Should this market turmoil be a cause of concern for investors?
“No, not for now. At Danske Bank, our base scenario remains that we will see a large, positive economic effect from the vaccines in the course of the spring and summer. First, because there is a good deal of postponed consumption that we expect will materialise and, second, because the major economic relief packages and the extremely accommodative monetary policies of the central banks provide a good foundation for an economic upswing in 2021. We expect this will support equity markets and are therefore maintaining our modest overweight in equities – in other words, we have a slightly higher share of equities in our portfolios than we expect to have in the longer term.

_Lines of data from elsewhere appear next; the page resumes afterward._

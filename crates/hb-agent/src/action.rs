//! The fixed-size action and observation contracts, and the keyboard-style
//! mapping onto the action contract.

use hb_core::math::{FORWARD, RIGHT, UP};
use hb_core::{Quat, Vec3};

use crate::{AgentError, AgentResult};

/// Number of floats in an [`Action`].
pub const ACTION_LEN: usize = 5;
/// Number of floats in an [`Observation`].
pub const OBSERVATION_LEN: usize = 10;

// ── Action ────────────────────────────────────────────────────────────────────

/// `[move_x, move_y, move_z, pitch, yaw]`.
///
/// The movement triple is a world-space force direction; pitch and yaw are
/// target rotation rates.  Each element is expected in `[-1, 1]` but nothing
/// enforces it.
#[derive(Copy, Clone, Debug, Default, PartialEq)]
pub struct Action(pub [f32; ACTION_LEN]);

impl Action {
    pub const ZERO: Action = Action([0.0; ACTION_LEN]);

    pub fn new(movement: Vec3, pitch: f32, yaw: f32) -> Self {
        Action([movement.x, movement.y, movement.z, pitch, yaw])
    }

    /// Build from a policy's raw output.
    pub fn from_slice(values: &[f32]) -> AgentResult<Self> {
        let arr: [f32; ACTION_LEN] = values.try_into().map_err(|_| AgentError::ActionLength {
            expected: ACTION_LEN,
            got:      values.len(),
        })?;
        Ok(Action(arr))
    }

    #[inline]
    pub fn movement(&self) -> Vec3 {
        Vec3::new(self.0[0], self.0[1], self.0[2])
    }

    #[inline]
    pub fn pitch(&self) -> f32 {
        self.0[3]
    }

    #[inline]
    pub fn yaw(&self) -> f32 {
        self.0[4]
    }
}

// ── Observation ───────────────────────────────────────────────────────────────

/// What the policy sees each decision step.
///
/// | Index | Meaning                                                  |
/// |-------|----------------------------------------------------------|
/// | 0–3   | agent rotation relative to the arena (`x, y, z, w`)      |
/// | 4–6   | unit direction beak tip → target nectar centre           |
/// | 7     | that direction · −target up (>0: beak in front of face)  |
/// | 8     | agent forward · −target up (1: pointing straight in)     |
/// | 9     | beak tip → target distance / arena diameter              |
///
/// All zeros when the agent has no target.
#[derive(Copy, Clone, Debug, Default, PartialEq)]
pub struct Observation(pub [f32; OBSERVATION_LEN]);

impl Observation {
    pub const ZERO: Observation = Observation([0.0; OBSERVATION_LEN]);

    #[inline]
    pub fn as_slice(&self) -> &[f32] {
        &self.0
    }

    pub fn is_zero(&self) -> bool {
        self.0.iter().all(|&v| v == 0.0)
    }

    /// Unit direction to the target (indices 4–6).
    #[inline]
    pub fn to_target(&self) -> Vec3 {
        Vec3::new(self.0[4], self.0[5], self.0[6])
    }
}

// ── Manual input ──────────────────────────────────────────────────────────────

/// Held/released state of the manual flight controls.
///
/// | Field                      | Default binding |
/// |----------------------------|-----------------|
/// | `forward` / `back`         | W / S           |
/// | `left` / `right`           | A / D           |
/// | `up` / `down`              | E / C           |
/// | `pitch_up` / `pitch_down`  | ↑ / ↓           |
/// | `yaw_left` / `yaw_right`   | ← / →           |
#[derive(Copy, Clone, Debug, Default, PartialEq, Eq)]
#[cfg_attr(feature = "serde", derive(serde::Serialize, serde::Deserialize))]
#[cfg_attr(feature = "serde", serde(default))]
pub struct KeyState {
    pub forward:    bool,
    pub back:       bool,
    pub left:       bool,
    pub right:      bool,
    pub up:         bool,
    pub down:       bool,
    pub pitch_up:   bool,
    pub pitch_down: bool,
    pub yaw_left:   bool,
    pub yaw_right:  bool,
}

/// `+1` / `-1` / `0`; both held cancels out.
#[inline]
fn axis(positive: bool, negative: bool) -> f32 {
    f32::from(positive as u8) - f32::from(negative as u8)
}

/// Map held keys to an [`Action`] for an agent currently at `rotation`.
///
/// Movement keys act along the agent's own axes and the combined direction
/// is normalised, so diagonal input is no faster than straight input.
/// Pitch-up is a negative pitch rate (positive pitch tilts the nose down).
pub fn heuristic_action(keys: &KeyState, rotation: Quat) -> Action {
    let forward = rotation * FORWARD * axis(keys.forward, keys.back);
    let right = rotation * RIGHT * axis(keys.right, keys.left);
    let up = rotation * UP * axis(keys.up, keys.down);
    let combined = (forward + right + up).normalize_or_zero();

    Action::new(
        combined,
        axis(keys.pitch_down, keys.pitch_up),
        axis(keys.yaw_right, keys.yaw_left),
    )
}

“The ongoing reporting season also gives no grounds for worry. Looking at US corporate earnings, which are the key guide for equity markets, just over one third of S&P500 companies have so far presented their reports and the vast majority have exceeded analyst expectations. Naturally, investors, not analysts, decide whether a price should rise or fall – but equity markets have certainly not fallen in the past week because of catastrophic earnings reports.”
You mentioned that fears of bubble formation are stoking uncertainty. Are there bubbles, in your view?

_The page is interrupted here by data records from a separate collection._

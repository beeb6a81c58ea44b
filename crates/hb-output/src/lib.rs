//! `hb-output` — run output writers for the hummingbird arena.
//!
//! | Backend | Files created                            |
//! |---------|------------------------------------------|
//! | CSV     | `episodes.csv`, `tick_summaries.csv`     |
//!
//! Backends implement [`OutputWriter`] and are driven by
//! [`SimOutputObserver`], which implements `hb_sim::SimObserver`.  Episode
//! rows are written as episodes end; tick summaries at every
//! `output_interval_ticks`.
//!
//! # Usage
//!
//! ```rust,ignore
//! use hb_output::{CsvWriter, SimOutputObserver};
//!
//! let writer = CsvWriter::new(Path::new("./output"))?;
//! let mut obs = SimOutputObserver::new(writer, &config);
//! sim.run(&mut obs)?;
//! obs.take_error().map(|e| eprintln!("output error: {e}"));
//! ```

pub mod csv;
pub mod error;
pub mod observer;
pub mod row;
pub mod writer;


pub use csv::CsvWriter;
pub use error::{OutputError, OutputResult};
pub use observer::SimOutputObserver;
pub use row::{EpisodeRow, TickSummaryRow};
pub use writer::OutputWriter;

“Yes, there are some segments in the equity markets where prices have, in our opinion, risen too far relative to what expected earnings in these companies might justify. This includes certain electric vehicle manufacturers, e-commerce companies and green companies involved in hydrogen energy, for example. While we see a number of strong, long-term trends in these areas, investors have been too fast to price in the potential upside.

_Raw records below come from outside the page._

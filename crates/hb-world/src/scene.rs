//! Arena scene graph — the world index the flower registry is built from.
//!
//! # Data layout
//!
//! Nodes live in a flat `Vec<SceneNode>` indexed by [`NodeId`]; each node
//! stores its parent and an ordered child list.  Node 0 is always the arena
//! root.  The graph is built once with [`SceneBuilder`] and afterwards only
//! local rotations change (plant orientation jitter on flower reset).
//!
//! # Flower layout
//!
//! [`SceneBuilder::add_flower`] creates the three-node bundle the flower
//! registry expects:
//!
//! ```text
//! Flower                   (root; +Y is the feeding face normal)
//! ├── FlowerCollider       FlowerBody,  solid disc under the petals
//! └── FlowerNectarCollider NectarProbe, trigger sphere over the centre
//! ```

use hb_core::{NodeId, Pose, Quat, Vec3};

use crate::Shape;

/// Half extents of the solid flower body disc.
pub const FLOWER_BODY_HALF_EXTENTS: Vec3 = Vec3::new(0.05, 0.01, 0.05);
/// Local offset of the body disc from the flower root.
pub const FLOWER_BODY_OFFSET: Vec3 = Vec3::new(0.0, -0.01, 0.0);
/// Radius of the nectar probe trigger sphere.
pub const NECTAR_PROBE_RADIUS: f32 = 0.02;
/// Local offset of the nectar probe from the flower root.
pub const NECTAR_PROBE_OFFSET: Vec3 = Vec3::new(0.0, 0.02, 0.0);

// ── Capability ────────────────────────────────────────────────────────────────

/// The closed set of roles a scene node can play.
#[derive(Copy, Clone, Debug, PartialEq, Eq, Hash)]
#[cfg_attr(feature = "serde", derive(serde::Serialize, serde::Deserialize))]
pub enum Capability {
    /// Plain container; recursed into during discovery.
    Group,
    /// Cosmetic plant grouping; its orientation is jittered on reset.
    Plant,
    /// A flower root.  Discovery stops here (no nested flowers).
    Flower,
    /// The solid body geometry of a flower.
    FlowerBody,
    /// The trigger geometry a beak must touch to feed.
    NectarProbe,
    /// Arena walls/floor; colliding with one is penalised in training.
    Boundary,
    /// Any other solid scenery.
    Obstacle,
}

// ── SceneNode ─────────────────────────────────────────────────────────────────

#[derive(Clone, Debug)]
pub struct SceneNode {
    pub name:       String,
    pub capability: Capability,
    /// Pose relative to the parent node.
    pub local:      Pose,
    pub parent:     Option<NodeId>,
    pub children:   Vec<NodeId>,
    /// Collision geometry, if this node has a collider.
    pub shape:      Option<Shape>,
}

// ── SceneGraph ────────────────────────────────────────────────────────────────

/// Immutable-topology scene hierarchy.  Construct with [`SceneBuilder`].
#[derive(Clone, Debug)]
pub struct SceneGraph {
    nodes: Vec<SceneNode>,
}

impl SceneGraph {
    /// The arena root node.
    #[inline]
    pub fn root(&self) -> NodeId {
        NodeId(0)
    }

    pub fn len(&self) -> usize {
        self.nodes.len()
    }

    pub fn is_empty(&self) -> bool {
        self.nodes.is_empty()
    }

    #[inline]
    pub fn get(&self, id: NodeId) -> Option<&SceneNode> {
        self.nodes.get(id.index())
    }

    /// # Panics
    /// Panics if `id` is out of range.  IDs handed out by the builder are
    /// always valid for the graph it built.
    #[inline]
    pub fn node(&self, id: NodeId) -> &SceneNode {
        &self.nodes[id.index()]
    }

    #[inline]
    pub fn children(&self, id: NodeId) -> &[NodeId] {
        &self.nodes[id.index()].children
    }

    /// Iterator over every node id in insertion order.
    pub fn node_ids(&self) -> impl Iterator<Item = NodeId> + '_ {
        (0..self.nodes.len() as u32).map(NodeId)
    }

    /// First direct child of `parent` with the given capability.
    pub fn find_child(&self, parent: NodeId, capability: Capability) -> Option<NodeId> {
        self.children(parent)
            .iter()
            .copied()
            .find(|&c| self.node(c).capability == capability)
    }

    /// World-space pose of `id`, composed from the root down.
    pub fn world_pose(&self, id: NodeId) -> Pose {
        let node = self.node(id);
        match node.parent {
            None => node.local,
            Some(parent) => self.world_pose(parent).mul_pose(&node.local),
        }
    }

    /// Replace a node's local rotation (position is kept).
    pub fn set_local_rotation(&mut self, id: NodeId, rotation: Quat) {
        self.nodes[id.index()].local.rotation = rotation;
    }
}

// ── SceneBuilder ──────────────────────────────────────────────────────────────

/// Fluent builder for [`SceneGraph`].
///
/// # Example
///
/// ```rust
/// use hb_core::{Pose, Vec3};
/// use hb_world::{Capability, SceneBuilder};
///
/// let mut b = SceneBuilder::new();
/// let plant = b.add_plant(b.root(), Pose::from_position(Vec3::new(3.0, 0.0, 0.0)));
/// let flower = b.add_flower(plant, Pose::from_position(Vec3::new(0.0, 1.5, 0.0)));
/// let scene = b.build();
///
/// assert_eq!(scene.node(flower).capability, Capability::Flower);
/// assert_eq!(scene.children(flower).len(), 2);
/// ```
pub struct SceneBuilder {
    nodes: Vec<SceneNode>,
}

impl Default for SceneBuilder {
    fn default() -> Self {
        Self::new()
    }
}

impl SceneBuilder {
    /// Start a scene with an arena root at the world origin.
    pub fn new() -> Self {
        Self::with_root_pose(Pose::IDENTITY)
    }

    /// Start a scene with the arena root at `pose`.
    pub fn with_root_pose(pose: Pose) -> Self {
        let root = SceneNode {
            name:       "FlowerArea".to_owned(),
            capability: Capability::Group,
            local:      pose,
            parent:     None,
            children:   Vec::new(),
            shape:      None,
        };
        Self { nodes: vec![root] }
    }

    #[inline]
    pub fn root(&self) -> NodeId {
        NodeId(0)
    }

    /// Add a node without geometry under `parent`.
    pub fn add_node(
        &mut self,
        parent:     NodeId,
        name:       &str,
        capability: Capability,
        local:      Pose,
    ) -> NodeId {
        self.push(parent, name, capability, local, None)
    }

    /// Add a node carrying a collider under `parent`.
    pub fn add_collider(
        &mut self,
        parent:     NodeId,
        name:       &str,
        capability: Capability,
        local:      Pose,
        shape:      Shape,
    ) -> NodeId {
        self.push(parent, name, capability, local, Some(shape))
    }

    /// Add a cosmetic plant grouping.
    pub fn add_plant(&mut self, parent: NodeId, local: Pose) -> NodeId {
        self.add_node(parent, "FlowerPlant", Capability::Plant, local)
    }

    /// Add a flower bundle (root, body, nectar probe).  Returns the root.
    pub fn add_flower(&mut self, parent: NodeId, local: Pose) -> NodeId {
        let flower = self.add_node(parent, "Flower", Capability::Flower, local);
        self.add_collider(
            flower,
            "FlowerCollider",
            Capability::FlowerBody,
            Pose::from_position(FLOWER_BODY_OFFSET),
            Shape::Cuboid { half_extents: FLOWER_BODY_HALF_EXTENTS },
        );
        self.add_collider(
            flower,
            "FlowerNectarCollider",
            Capability::NectarProbe,
            Pose::from_position(NECTAR_PROBE_OFFSET),
            Shape::Sphere { radius: NECTAR_PROBE_RADIUS },
        );
        flower
    }

    /// Add a solid boundary box (wall, floor, ceiling).
    pub fn add_boundary(&mut self, parent: NodeId, local: Pose, half_extents: Vec3) -> NodeId {
        self.add_collider(
            parent,
            "Boundary",
            Capability::Boundary,
            local,
            Shape::Cuboid { half_extents },
        )
    }

    /// Add a solid, untagged obstacle.
    pub fn add_obstacle(&mut self, parent: NodeId, local: Pose, shape: Shape) -> NodeId {
        self.add_collider(parent, "Obstacle", Capability::Obstacle, local, shape)
    }

    pub fn build(self) -> SceneGraph {
        SceneGraph { nodes: self.nodes }
    }

    fn push(
        &mut self,
        parent:     NodeId,
        name:       &str,
        capability: Capability,
        local:      Pose,
        shape:      Option<Shape>,
    ) -> NodeId {
        let id = NodeId(self.nodes.len() as u32);
        self.nodes.push(SceneNode {
            name: name.to_owned(),
            capability,
            local,
            parent: Some(parent),
            children: Vec::new(),
            shape,
        });
        self.nodes[parent.index()].children.push(id);
        id
    }
}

“Looking at equity markets more broadly, we are less concerned, even if equity valuations are doubtless on the expensive side right now, historically speaking. Part of the story is also that the very low or negative interest rates on many bonds provide limited alternatives to equities, and should we see further price falls in the time ahead – which of course cannot be ruled out – we would view that as a buying opportunity.”
Where then do you see the most attractive opportunities in equity markets?
“Our base scenario of a pronounced economic upswing in the course of the spring and summer means that, in our view, investors should concentrate on cyclical, emerging market and US small-cap equities. These are currently our main focus areas, even though we continue to like the IT sector.”